→ **WORK REQUIRED**: With the line containing "Ok(self.cursor.read_u32::<LittleEndian>()?)" as the start and the line containing "fn ensure(&self, needed: usize)" as the end, transcribe that span of the entries below exactly, including both.

→ **DATA TO EXAMINE**:
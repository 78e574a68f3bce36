pub mod dashboard;
pub mod not_found;
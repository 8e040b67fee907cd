//! Sequential little-endian reader over one document.

use std::io::{Cursor, Read};

use byteorder::{LittleEndian, ReadBytesExt};

use crate::error::{MsgError, Result};

/// A fully-read document with a read cursor.
///
/// Reads past the end fail with [`MsgError::TruncatedRecord`].
#[derive(Debug, Clone)]
pub struct ByteStream {
    name: String,
    cursor: Cursor<Vec<u8>>,
}

impl ByteStream {
    pub fn new(name: impl Into<String>, data: Vec<u8>) -> Self {
        Self {
            name: name.into(),
            cursor: Cursor::new(data),
        }
    }

    /// Path of the document this stream was opened from.
    pub fn name(&self) -> &str {
        &self.name
    }

    pub fn len(&self) -> usize {
        self.cursor.get_ref().len()
    }

    pub fn is_empty(&self) -> bool {
        self.len() == 0
    }

    pub fn position(&self) -> u64 {
        self.cursor.position()
    }

    /// Bytes left between the cursor and the end of the document.
    pub fn remaining(&self) -> usize {
        self.len().saturating_sub(self.cursor.position() as usize)
    }

    pub fn skip(&mut self, count: usize) -> Result<()> {
        self.ensure(count)?;
        self.cursor.set_position(self.cursor.position() + count as u64);
        Ok(())
    }

    pub fn read_u16(&mut self) -> Result<u16> {
        self.ensure(2)?;
        Ok(self.cursor.read_u16::<LittleEndian>()?)
    }

    pub fn read_u32(&mut self) -> Result<u32> {
        self.ensure(4)?;
        Ok(self.cursor.read_u32::<LittleEndian>()?)
    }

    pub fn read_u64(&mut self) -> Result<u64> {
        self.ensure(8)?;
        Ok(self.cursor.read_u64::<LittleEndian>()?)
    }

    pub fn read_array<const N: usize>(&mut self) -> Result<[u8; N]> {
        self.ensure(N)?;
        let mut buf = [0u8; N];
        self.cursor.read_exact(&mut buf)?;
        Ok(buf)
    }

    /// The whole document, regardless of the cursor.
    pub fn into_bytes(self) -> Vec<u8> {
        self.cursor.into_inner()
    }

    fn ensure(&self, needed: usize) -> Result<()> {
        let remaining = self.remaining();
        if remaining < needed {
            return Err(MsgError::TruncatedRecord {
                stream: self.name.clone(),
                offset: self.position(),
                remaining,
            });
        }
        Ok(())
    }
}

→ **YOUR RESPONSE**:
        Ok(self.cursor.read_u32::<LittleEndian>()?)
    }

    pub fn read_u64(&mut self) -> Result<u64> {
        self.ensure(8)?;
        Ok(self.cursor.read_u64::<LittleEndian>()?)
    }

    pub fn read_array<const N: usize>(&mut self) -> Result<[u8; N]> {
        self.ensure(N)?;
        let mut buf = [0u8; N];
        self.cursor.read_exact(&mut buf)?;
        Ok(buf)
    }

    /// The whole document, regardless of the cursor.
    pub fn into_bytes(self) -> Vec<u8> {
        self.cursor.into_inner()
    }

    fn ensure(&self, needed: usize) -> Result<()> {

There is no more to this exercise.